AbstractDeuterium isotope effects on 13C nuclear shielding, nΔC(OD), were investigated for a large number of substituted ortho‐substituted aromatic hydroxyacyl compounds of the type salicylaldehyde, 2‐hydroxyacetophenone, etc. The isotope effects were analysed as a function of substitution patterns. 2ΔC‐2(OD) shows a linear dependence on ΔOH, with one slope for 4‐ and 6‐substituted derivatives and another for 5‐substituted derivatives. A similar pattern is also found for the long range isotope effects. In addition, isotope effects also correlate with 13C chemical shifts. Isotope effects in o‐hydroxyacetophenones can be predicted from the δOH and nΔC(OD) values of salicylaldehyde, and vice versa.

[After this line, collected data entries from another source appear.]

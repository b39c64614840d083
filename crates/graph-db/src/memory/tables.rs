//! Immutable-per-version edge tables with secondary indexes
//!
//! Edges are stored under their inbound endpoint (channel or target) with a
//! reverse index from the outbound one. Writers clone-on-write through
//! `Arc::make_mut`; readers keep whichever version they picked up.

use std::collections::{HashMap, HashSet};
use std::hash::Hash;

use graph_core::entities::{Edge, EdgeFilter, EdgeKey, EdgePage, ReactionEdge, SubscriptionEdge};
use graph_core::value_objects::{ActorId, Target};

#[derive(Debug, Clone, Default)]
pub(crate) struct EdgeTables {
    /// channel -> subscriber -> edge
    subscriptions: HashMap<ActorId, HashMap<ActorId, SubscriptionEdge>>,
    channels_by_subscriber: HashMap<ActorId, HashSet<ActorId>>,

    /// target -> actor -> edge
    reactions: HashMap<Target, HashMap<ActorId, ReactionEdge>>,
    targets_by_actor: HashMap<ActorId, HashSet<Target>>,
}

fn nested<'a, K, L, V>(map: &'a HashMap<K, HashMap<L, V>>, outer: &K, inner: &L) -> Option<&'a V>
where
    K: Hash + Eq,
    L: Hash + Eq,
{
    map.get(outer).and_then(|m| m.get(inner))
}

fn take_nested<K, L, V>(map: &mut HashMap<K, HashMap<L, V>>, outer: &K, inner: &L) -> Option<V>
where
    K: Hash + Eq,
    L: Hash + Eq,
{
    let inner_map = map.get_mut(outer)?;
    let value = inner_map.remove(inner);
    if inner_map.is_empty() {
        map.remove(outer);
    }
    value
}

fn unlink<K, V>(index: &mut HashMap<K, HashSet<V>>, key: &K, value: &V)
where
    K: Hash + Eq,
    V: Hash + Eq,
{
    if let Some(set) = index.get_mut(key) {
        set.remove(value);
        if set.is_empty() {
            index.remove(key);
        }
    }
}

impl EdgeTables {
    pub(crate) fn get(&self, key: &EdgeKey) -> Option<Edge> {
        match key {
            EdgeKey::Subscription {
                subscriber,
                channel,
            } => nested(&self.subscriptions, channel, subscriber)
                .cloned()
                .map(Edge::Subscription),
            EdgeKey::Reaction { actor, target } => nested(&self.reactions, target, actor)
                .cloned()
                .map(Edge::Reaction),
        }
    }

    pub(crate) fn contains(&self, key: &EdgeKey) -> bool {
        match key {
            EdgeKey::Subscription {
                subscriber,
                channel,
            } => nested(&self.subscriptions, channel, subscriber).is_some(),
            EdgeKey::Reaction { actor, target } => {
                nested(&self.reactions, target, actor).is_some()
            }
        }
    }

    /// Store an edge whose key is known to be free
    pub(crate) fn put(&mut self, edge: Edge) {
        match edge {
            Edge::Subscription(e) => {
                self.channels_by_subscriber
                    .entry(e.subscriber.clone())
                    .or_default()
                    .insert(e.channel.clone());
                self.subscriptions
                    .entry(e.channel.clone())
                    .or_default()
                    .insert(e.subscriber.clone(), e);
            }
            Edge::Reaction(e) => {
                self.targets_by_actor
                    .entry(e.actor.clone())
                    .or_default()
                    .insert(e.target.clone());
                self.reactions
                    .entry(e.target.clone())
                    .or_default()
                    .insert(e.actor.clone(), e);
            }
        }
    }

    pub(crate) fn remove(&mut self, key: &EdgeKey) -> Option<Edge> {
        match key {
            EdgeKey::Subscription {
                subscriber,
                channel,
            } => {
                let edge = take_nested(&mut self.subscriptions, channel, subscriber)?;
                unlink(&mut self.channels_by_subscriber, subscriber, channel);
                Some(Edge::Subscription(edge))
            }
            EdgeKey::Reaction { actor, target } => {
                let edge = take_nested(&mut self.reactions, target, actor)?;
                unlink(&mut self.targets_by_actor, actor, target);
                Some(Edge::Reaction(edge))
            }
        }
    }

    fn reactions_on<'a>(&'a self, target: &Target) -> impl Iterator<Item = &'a ReactionEdge> + 'a {
        self.reactions.get(target).into_iter().flat_map(HashMap::values)
    }

    /// Every edge selected by a filter, in no particular order
    pub(crate) fn select(&self, filter: &EdgeFilter) -> Vec<Edge> {
        match filter {
            EdgeFilter::SubscribersOf(channel) => self
                .subscriptions
                .get(channel)
                .into_iter()
                .flat_map(HashMap::values)
                .cloned()
                .map(Edge::Subscription)
                .collect(),
            EdgeFilter::SubscriptionsOf(subscriber) => self
                .channels_by_subscriber
                .get(subscriber)
                .into_iter()
                .flatten()
                .filter_map(|channel| nested(&self.subscriptions, channel, subscriber))
                .cloned()
                .map(Edge::Subscription)
                .collect(),
            EdgeFilter::ReactionsOn { target, kind } => self
                .reactions_on(target)
                .filter(|e| e.kind == *kind)
                .cloned()
                .map(Edge::Reaction)
                .collect(),
            EdgeFilter::ReactionsOnAny { targets, kind } => {
                let distinct: HashSet<&Target> = targets.iter().collect();
                distinct
                    .into_iter()
                    .flat_map(|target| self.reactions_on(target))
                    .filter(|e| e.kind == *kind)
                    .cloned()
                    .map(Edge::Reaction)
                    .collect()
            }
            EdgeFilter::ReactionsBy {
                actor,
                target_type,
                kind,
            } => self
                .targets_by_actor
                .get(actor)
                .into_iter()
                .flatten()
                .filter(|target| target_type.map_or(true, |t| target.target_type == t))
                .filter_map(|target| nested(&self.reactions, target, actor))
                .filter(|e| e.kind == *kind)
                .cloned()
                .map(Edge::Reaction)
                .collect(),
        }
    }

    pub(crate) fn count(&self, filter: &EdgeFilter) -> i64 {
        self.select(filter).len() as i64
    }

    /// Newest first by the filter's sort key, resuming after the cursor
    pub(crate) fn list(&self, filter: &EdgeFilter, page: &EdgePage) -> Vec<Edge> {
        let mut edges: Vec<Edge> = self
            .select(filter)
            .into_iter()
            .filter(|edge| {
                page.after
                    .as_ref()
                    .map_or(true, |cursor| cursor.precedes(filter.sort_key(edge)))
            })
            .collect();

        edges.sort_by(|a, b| filter.sort_key(b).cmp(&filter.sort_key(a)));
        edges.truncate(page.limit as usize);
        edges
    }
}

The isotope effects were analysed in terms of a vibrational term related to the intramolecular hydrogen bond and an electronic term related to the substituent influence on the transmission of the effect along the pathway between the deuterium‐substituted oxygen and the carbon in question. 2ΔC(OD) isotope effects are found to depend on the one‐bond bond order of the CC bond of the unsubstituted hydrocarbons. Long‐range isotope effects are observed to the olefinic carbons of 2‐hydroxychalcone, whereas no effects beyond C‐1′ are seen in o‐hydroxyketones or o‐hydroxybenzophenones. The tautomeric equilibrium of usnic acid is perturbed by the removal of the weak hydrogen bond between 9‐OH and the carbonyl group at C‐1.